Saturday, 29 March 2008

The Earliest Audio Recording (at least as far as we know).

Two of my favourite news sources today referenced a particularly interesting bit of Victorian-era technology. Both the BBC and Edward Pearse are reporting on a device which, I must confess, I really had never learned of before: the phonautograph.

While I encourage the reader to browse the links above, I shall give a condensed version of the story here.

In 1857, Frenchman Édouard-Léon Scott de Martinville patented the phonautograph. The device used a stylus, connected to a receiving horn or bell, to inscribe a visual representation of the sound on to a recording medium (originally, a lamp-blackened glass plate; later, blackened paper). The purpose was to create a visual representation of sound -- not to provide for reproduction of that sound. And that is the key point to this story.

In April of 1860, a 10-second recording was made of "Au Claire de la Lune". This recording was recently found in the archives of the Académie des Sciences of the Institut de France.

Scientists working at the Lawrence Berkeley National Laboratory in California created a method to reproduce the originally-recorded sounds from their sooty spectra. In short, an optical scan of the recording paper was made, and then computer software decoded the transcription to reproduce the sounds which originally drove the recording stylus.

The scientists are part of a collaborative, First Sounds. According to their web site:
First Sounds is an informal collaborative of audio historians, recording engineers, sound archivists, scientists, other individuals, and organizations who aim to make mankind's earliest sound recordings available to all people for all time.

David Giovannoni examines one of Scott's 1860 phonautograms in the archives of the Académie des Sciences of the Institut de France, where it was deposited in 1861.

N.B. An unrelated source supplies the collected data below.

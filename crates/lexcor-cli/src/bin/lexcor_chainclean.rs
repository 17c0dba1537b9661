// lexcor-chainclean: prune chained records explained by shorter
// corrections.
//
// Takes the output of lexcor-chain plus a validated lexicon. Multi-token
// variants whose unknown part was already resolved by a unigram
// correction are deleted, as are variants under the length floor.
// Survivors keep their input order; deletions land in a .deleted
// companion file.

use std::collections::BTreeSet;
use std::io::{BufRead, Write};
use std::path::Path;

use lexcor::chainclean::{clean_records, write_results, ChainRecord, CleanConfig};
use lexcor::tables::load_validated_lexicon;
use lexcor::Verbosity;
use lexcor_cli::{create_output, fatal, open_input, print_version, Options};

fn usage(name: &str) {
    eprintln!("usage: {name} [options] chainfile");
    eprintln!("\t\tthe chainfile is an output file from lexcor-chain.");
    eprintln!("\t--lexicon <file>\ta validated lexicon.");
    eprintln!("\t--artifrq <artifreq>\tthe artificial frequency floor.");
    eprintln!("\t\t(default 100000000)");
    eprintln!("\t--low=<low>\tdelete records with variants shorter than 'low'");
    eprintln!("\t\tcharacters. (default = 5)");
    eprintln!("\t--follow=<word,word,...>\ttrace these words on stderr.");
    eprintln!("\t\t(may be repeated)");
    eprintln!("\t-o <outputfile>\tname of the output file.");
    eprintln!("\t-h or --help\tthis message.");
    eprintln!("\t-v\tbe verbose, repeat to be more verbose.");
    eprintln!("\t-V or --version\tshow version.");
}

fn main() {
    let mut opts = Options::from_env();
    let progname = "lexcor-chainclean";
    if opts.is_empty() || opts.extract_flag(&["-h", "--help"]) {
        usage(progname);
        return;
    }
    if opts.extract_flag(&["-V", "--version"]) {
        print_version(progname);
        return;
    }
    let verbosity = Verbosity(opts.count_verbose());
    let artifreq = match opts.extract_value(&["--artifrq"]) {
        Some(v) => v
            .parse::<u64>()
            .unwrap_or_else(|_| fatal(&format!("illegal value for --artifrq ({v})"))),
        None => 100_000_000,
    };
    let low_limit = match opts.extract_value(&["--low"]) {
        Some(v) => v
            .parse::<usize>()
            .unwrap_or_else(|_| fatal(&format!("illegal value for --low ({v})"))),
        None => 5,
    };
    let Some(lexicon_file) = opts.extract_value(&["--lexicon"]) else {
        fatal("missing --lexicon option");
    };
    let mut follow = BTreeSet::new();
    for value in opts.extract_values("--follow") {
        for word in value.split(',').filter(|w| !w.is_empty()) {
            follow.insert(word.to_string());
        }
    }
    let out_opt = opts.extract_value(&["-o"]);
    if let Some(unsupported) = opts.unsupported() {
        eprintln!("unsupported option: {unsupported}");
        usage(progname);
        std::process::exit(1);
    }
    let files = opts.positionals();
    if files.is_empty() {
        fatal("missing an input file");
    }
    if files.len() > 1 {
        fatal("only one input file may be provided");
    }
    let in_file = &files[0];
    let out_file = out_opt.unwrap_or_else(|| format!("{in_file}.cleaned"));
    if &out_file == in_file {
        fatal("same filename for input and output!");
    }
    let deleted_file = format!("{out_file}.deleted");

    let valid_words = load_validated_lexicon(Path::new(&lexicon_file), artifreq)
        .unwrap_or_else(|e| fatal(&e.to_string()));
    println!("read {} validated words from {lexicon_file}", valid_words.len());

    println!("start reading chained results");
    let input = open_input(in_file);
    let mut records = Vec::new();
    for (line_nr, line) in input.lines().enumerate() {
        let line = line.unwrap_or_else(|e| fatal(&format!("problem reading {in_file}: {e}")));
        let Some(record) = ChainRecord::parse(&line) else {
            fatal(&format!(
                "{in_file}:{}: chained file should have 6 items per line: '{line}'",
                line_nr + 1
            ));
        };
        records.push(record);
    }
    println!("start processing {} chained results", records.len());

    let cfg = CleanConfig {
        artifreq,
        low_limit,
        follow,
        verbosity,
    };
    clean_records(&mut records, &valid_words, &cfg);

    let mut out = create_output(&out_file);
    let mut deleted_out = create_output(&deleted_file);
    let (kept, dropped) = write_results(&records, &mut out, &mut deleted_out)
        .and_then(|counts| {
            out.flush()?;
            deleted_out.flush()?;
            Ok(counts)
        })
        .unwrap_or_else(|e| fatal(&format!("problem writing results: {e}")));
    eprintln!("wrote {kept} records to {out_file}");
    eprintln!("wrote {dropped} DELETED records to {deleted_file}");
}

Photos by Isabelle Trocheris

(courtesy firstsounds.org)






So: these scientists took a visual representation of sound, which was never meant to be played back, and turned it back into sound.

Go back, and re-read that last sentence, considering the technology involved, and I think you would agree that this work is remarkable.

Are there more inadvertently-saved sounds waiting to be re-discovered? All that is needed, in theory, to record a sound is (1) a moving medium, and (2) a stylus which reacts to sound waves.

As is often the case, I am not the first to have such a fanciful notion. An episode of a popular American television science-fiction television series from the 1990s pondered what would happen if, say, sounds from 2000 years ago were recorded into a wet clay pot as a stick was being used to carve decorative grooves in it.

A little more research reveals that the concept was also the heart of an April Fools Day prank by a certain Bilge Sehir a few years ago, as nicely described on the Language Log blog. I mean, really: a 6500-year-old recording? Too good to be true.

Still, it does make for a nice gedanken experiment.

For quality sound reproduction, stick with Mr Edison's cylinders ... and beware of pseudoarchaeologists and/or April Fools pranksters.